Jueves después de Ceniza

Lucas 9, 22-25

Iniciamos cuaresma con el recordatorio de lo que es la existencia del hombre: un constante elegir entre la vida y el bien, o la muerte y el mal. A simple vista parece un proceso fácil y que no tiene lugar a equivocación, pero lo cierto es que pronto nos damos cuenta de que no es tan sencillo y que con frecuencia confundimos y escogemos, no lo que nos trae la vida sino aquello que nos acarrea la muerte.

Desde la primera lectura en el libro del Deuteronomio captamos esta grave dificultad: somos hechos para la vida, pero erramos el camino por nuestro egoísmo, orgullo, ambición y búsqueda de placeres. Pronto nuestras manos se vuelven avarientas y desean poseer todo y en ello encuentran su perdición, pues cuando llega la verdadera felicidad, están ocupadas y no pueden tomarla.

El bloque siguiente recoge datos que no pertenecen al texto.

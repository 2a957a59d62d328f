//! Delivery of coordinator messages to connected peers.

pub mod hub;
pub mod message;

use async_trait::async_trait;
use thiserror::Error;

pub use hub::PeerHub;
pub use message::{Message, PeerMessage};

#[derive(Error, Debug, Clone, PartialEq)]
pub enum TransportError {
    #[error("Peer not connected: {0}")]
    PeerNotConnected(String),

    #[error("Channel to peer {0} is closed")]
    ChannelClosed(String),
}

/// Outbound message delivery.
///
/// Implementations must be safe to call from many tasks at once.
#[async_trait]
pub trait Transport: Send + Sync {
    async fn send_to_peer(&self, peer_id: &str, message: &Message) -> Result<(), TransportError>;

    /// Send to every connected member of `team_id`, returning how many received it.
    async fn broadcast_to_team(&self, team_id: &str, message: &Message) -> Result<usize, TransportError>;
}
use thiserror::Error;
use uuid::Uuid;

use crate::coordinator::JobStatus;
use crate::transport::TransportError;

#[derive(Error, Debug, Clone, PartialEq)]
pub enum CoordinatorError {
    #[error("Invalid input: {0}")]
    InvalidInput(String),

    #[error("Job not found: {0}")]
    JobNotFound(Uuid),

    #[error("Peer {peer_id} holds no assignment on job {job_id}")]
    PeerNotFound { job_id: Uuid, peer_id: String },

    #[error("Team not found: {0}")]
    TeamNotFound(String),

    #[error("Wordlist not found: {0}")]
    WordlistNotFound(String),

    #[error("Peer {user_id} is not a member of team {team_id}")]
    Unauthorized { team_id: String, user_id: String },

    #[error("No engine format mapping for hash type {0}")]
    EngineUnavailable(String),

    #[error("Job {0} is already completed")]
    ConflictAlreadyCompleted(Uuid),

    #[error("Cache already holds a different plaintext for {0}")]
    CacheConflict(String),

    #[error("Peer {peer_id} missed its heartbeat on job {job_id}")]
    Timeout { job_id: Uuid, peer_id: String },

    #[error("Illegal job transition {from} -> {to}")]
    InvalidTransition { from: JobStatus, to: JobStatus },

    #[error("Transport error: {0}")]
    Transport(#[from] TransportError),

    #[error("Persistence error: {0}")]
    Persistence(String),

    #[error("Internal error: {0}")]
    Internal(String),
}

/// Wire-level classification of a [`CoordinatorError`].
#[derive(Debug, Clone, Copy, PartialEq, Eq)]
pub enum ErrorKind {
    InvalidInput,
    NotFound,
    Unauthorized,
    EngineUnavailable,
    ConflictAlreadyCompleted,
    CacheConflict,
    Timeout,
    Internal,
}

impl ErrorKind {
    pub fn code(self) -> &'static str {
        match self {
            ErrorKind::InvalidInput => "INVALID_INPUT",
            ErrorKind::NotFound => "NOT_FOUND",
            ErrorKind::Unauthorized => "UNAUTHORIZED",
            ErrorKind::EngineUnavailable => "ENGINE_UNAVAILABLE",
            ErrorKind::ConflictAlreadyCompleted => "CONFLICT_ALREADY_COMPLETED",
            ErrorKind::CacheConflict => "CACHE_CONFLICT",
            ErrorKind::Timeout => "TIMEOUT",
            ErrorKind::Internal => "INTERNAL",
        }
    }
}

impl CoordinatorError {
    pub fn kind(&self) -> ErrorKind {
        match self {
            CoordinatorError::InvalidInput(_) | CoordinatorError::InvalidTransition { .. } => {
                ErrorKind::InvalidInput
            }
            CoordinatorError::JobNotFound(_)
            | CoordinatorError::PeerNotFound { .. }
            | CoordinatorError::TeamNotFound(_)
            | CoordinatorError::WordlistNotFound(_) => ErrorKind::NotFound,
            CoordinatorError::Unauthorized { .. } => ErrorKind::Unauthorized,
            CoordinatorError::EngineUnavailable(_) => ErrorKind::EngineUnavailable,
            CoordinatorError::ConflictAlreadyCompleted(_) => ErrorKind::ConflictAlreadyCompleted,
            CoordinatorError::CacheConflict(_) => ErrorKind::CacheConflict,
            CoordinatorError::Timeout { .. } => ErrorKind::Timeout,
            CoordinatorError::Transport(_)
            | CoordinatorError::Persistence(_)
            | CoordinatorError::Internal(_) => ErrorKind::Internal,
        }
    }
}

pub type Result<T> = std::result::Result<T, CoordinatorError>;
use std::sync::Arc;
use std::time::Instant;

use tokio_util::sync::CancellationToken;

use crate::api::{run_api, AppState};
use crate::cache::ResultCache;
use crate::collab::{AllowAll, DirectoryResolver, PatternIdentifier, PeerAuthorizer, TeamRoster};
use crate::config::ServerConfig;
use crate::coordinator::Coordinator;
use crate::error::Result;
use crate::transport::PeerHub;

/// A coordinator process: the shared job state, the peer hub and the API server.
pub struct Node {
    pub config: ServerConfig,
    pub coordinator: Arc<Coordinator>,
    pub hub: Arc<PeerHub>,
    pub roster: Arc<TeamRoster>,
}

impl Node {
    /// Assemble the components. Fails only if an existing cache file cannot be read.
    pub fn new(config: ServerConfig) -> Result<Self> {
        let cache = match &config.cache_path {
            Some(path) => ResultCache::load(path)?,
            None => ResultCache::new(),
        };

        let hub = Arc::new(PeerHub::new());
        let roster = Arc::new(TeamRoster::new());
        let authorizer: Arc<dyn PeerAuthorizer> = if config.open_enrollment {
            tracing::warn!("Open enrollment enabled, any peer may join any team");
            Arc::new(AllowAll)
        } else {
            roster.clone()
        };

        let mut coordinator =
            Coordinator::new(config.coordinator.clone(), hub.clone(), authorizer)
                .with_cache(Arc::new(cache));
        if let Some(dir) = &config.wordlist_dir {
            coordinator = coordinator.with_resolver(Arc::new(DirectoryResolver::new(dir.clone())));
        }

        Ok(Self {
            config,
            coordinator: Arc::new(coordinator),
            hub,
            roster,
        })
    }

    pub fn app_state(&self) -> AppState {
        AppState {
            coordinator: self.coordinator.clone(),
            hub: self.hub.clone(),
            roster: self.roster.clone(),
            identifier: Arc::new(PatternIdentifier::new()),
        }
    }

    /// Run until `shutdown` is cancelled.
    ///
    /// Spawns the monitor loop, then serves the API on the calling task. Once
    /// the server has drained, every peer connection is closed and the cache
    /// is written back.
    pub async fn run(self, shutdown: CancellationToken) -> std::io::Result<()> {
        let monitor_coordinator = self.coordinator.clone();
        let monitor_token = shutdown.clone();
        let monitor = tokio::spawn(async move {
            Self::monitor_loop(monitor_coordinator, monitor_token).await;
        });

        let served = run_api(self.config.listen_addr, self.app_state(), shutdown.clone()).await;

        // The server may have failed on its own; stop the monitor either way.
        shutdown.cancel();
        if let Err(e) = monitor.await {
            tracing::warn!(error = %e, "Monitor loop ended abnormally");
        }

        self.hub.shutdown_all().await;
        self.persist_cache();
        served
    }

    /// Sweep for stale assignments, queued chunks and expired jobs on a fixed interval.
    async fn monitor_loop(coordinator: Arc<Coordinator>, shutdown: CancellationToken) {
        let mut interval = tokio::time::interval(coordinator.config().sweep_interval());
        interval.set_missed_tick_behavior(tokio::time::MissedTickBehavior::Delay);

        loop {
            tokio::select! {
                _ = shutdown.cancelled() => {
                    tracing::debug!("Monitor loop stopping");
                    break;
                }
                _ = interval.tick() => {
                    coordinator.sweep(Instant::now()).await;
                }
            }
        }
    }

    fn persist_cache(&self) {
        let Some(path) = &self.config.cache_path else {
            return;
        };
        if let Err(e) = self.coordinator.cache().save(path) {
            tracing::error!(path = %path.display(), error = %e, "Failed to save result cache");
        }
    }
}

Jesús con frases llenas de misterio y aparentes contradicciones trata de hacerles entender esta gran verdad a sus discípulos: “El que quiera conservar la vida para sí mismo, la perderá…” Y propone como único camino de salvación su cruz. ¿Su cruz? Sí, el camino de la cruz que significa la entrega plena en manos de Dios y su manifestación en el amor a los hombres.

La cruz que significa sembrarse en el dolor compartido con los que sufren, pero elevado a la luz del amor divino. La cruz que es muerte ignominiosa, pero que lleva en sus entrañas la semilla de la resurrección. La cruz como camino de vida es la propuesta de Jesús para sus discípulos. La cruz tomada con alegría y dignidad como Él mismo la tomó, la cruz que no es conformismo ni fatalismo, sino entrega para dar vida.

Hoy se nos pone ante nuestros ojos la disyuntiva: ¿optamos por la vida al estilo de Jesús o continuamos viviendo la muerte?

Miércoles de Ceniza

Con la celebración de hoy, iniciamos el tiempo de Cuaresma. Para un cristiano, es un tiempo que merece la pena comenzar con ánimo, con optimismo, con fuerza.

Las Lecturas de este día nos llaman a la conversión, al arrepentimiento y a la humildad… cosas que hay que tener en cuenta en este tiempo especial que llamamos Cuaresma, durante el cual debemos prepararnos para la conmemoración de la Pasión y Muerte del Señor y la celebración de su Resurrección el Domingo de Pascua.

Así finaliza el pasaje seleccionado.